- [Listed entries]:
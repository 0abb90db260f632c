use apex_data::{
    subscription::MdStream,
    tick::{TickTop, TickTrade},
};
use apex_execution::order::{OrderFill, OrderParams, OrderUpdate};
use apex_instrument::exchange::ExchangeId;

pub mod binance;

/// Options attached to a venue market-data subscription.
#[derive(Debug, Copy, Clone, Eq, PartialEq)]
pub struct SubscriptionOptions {
    pub stream: MdStream,
}

impl Default for SubscriptionOptions {
    fn default() -> Self {
        Self {
            stream: MdStream::AggTrades,
        }
    }
}

/// Reply callbacks for one order submit or cancel request.
pub struct SubmitCallbacks {
    pub on_reply: Box<dyn FnOnce(OrderUpdate) + Send>,
    /// `(code, text)` for a venue rejection.
    pub on_rejected: Box<dyn FnOnce(String, String) + Send>,
}

impl std::fmt::Debug for SubmitCallbacks {
    fn fmt(&self, f: &mut std::fmt::Formatter<'_>) -> std::fmt::Result {
        f.write_str("SubmitCallbacks")
    }
}

/// Wallet change pushed by a venue (reserved).
#[derive(Debug, Clone, PartialEq)]
pub struct AccountUpdate {
    pub symbol: String,
    pub exchange: ExchangeId,
    pub avail: f64,
}

/// Unsolicited execution events pushed by a venue adapter into the gateway, keyed by the
/// engine order-id so they can be demultiplexed back to the owning strategy.
pub struct ExchangeEvents {
    pub on_order_fill: Box<dyn Fn(ExchangeId, &str, OrderFill) + Send + Sync>,
    pub on_order_cancel: Box<dyn Fn(ExchangeId, &str, OrderUpdate) + Send + Sync>,
}

impl std::fmt::Debug for ExchangeEvents {
    fn fmt(&self, f: &mut std::fmt::Formatter<'_>) -> std::fmt::Result {
        f.write_str("ExchangeEvents")
    }
}

/// A connection to a specific venue: market-data subscriptions plus order entry.
///
/// All callbacks are invoked on the event-loop thread.
pub trait ExchangeSession: Send + Sync {
    fn exchange_id(&self) -> ExchangeId;

    /// Begin connection management. Idempotent.
    fn start(&self);

    fn subscribe_trades(
        &self,
        symbol: &str,
        options: SubscriptionOptions,
        callback: Box<dyn FnMut(TickTrade) + Send>,
    );

    fn subscribe_top(
        &self,
        symbol: &str,
        options: SubscriptionOptions,
        callback: Box<dyn FnMut(TickTop) + Send>,
    );

    /// Reserved: account subscriptions are scaffolding for a future feature.
    fn subscribe_account(&self, callback: Box<dyn FnMut(&[AccountUpdate]) + Send>);

    fn submit_order(&self, params: OrderParams, callbacks: SubmitCallbacks);

    fn cancel_order(
        &self,
        symbol: &str,
        order_id: &str,
        ext_order_id: &str,
        callbacks: SubmitCallbacks,
    );
}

- [Problem description]: Identify every line above that includes the word "SubscriptionOptions", and show those lines.

- [Your solution]:
pub struct SubscriptionOptions {
impl Default for SubscriptionOptions {
        options: SubscriptionOptions,
        options: SubscriptionOptions,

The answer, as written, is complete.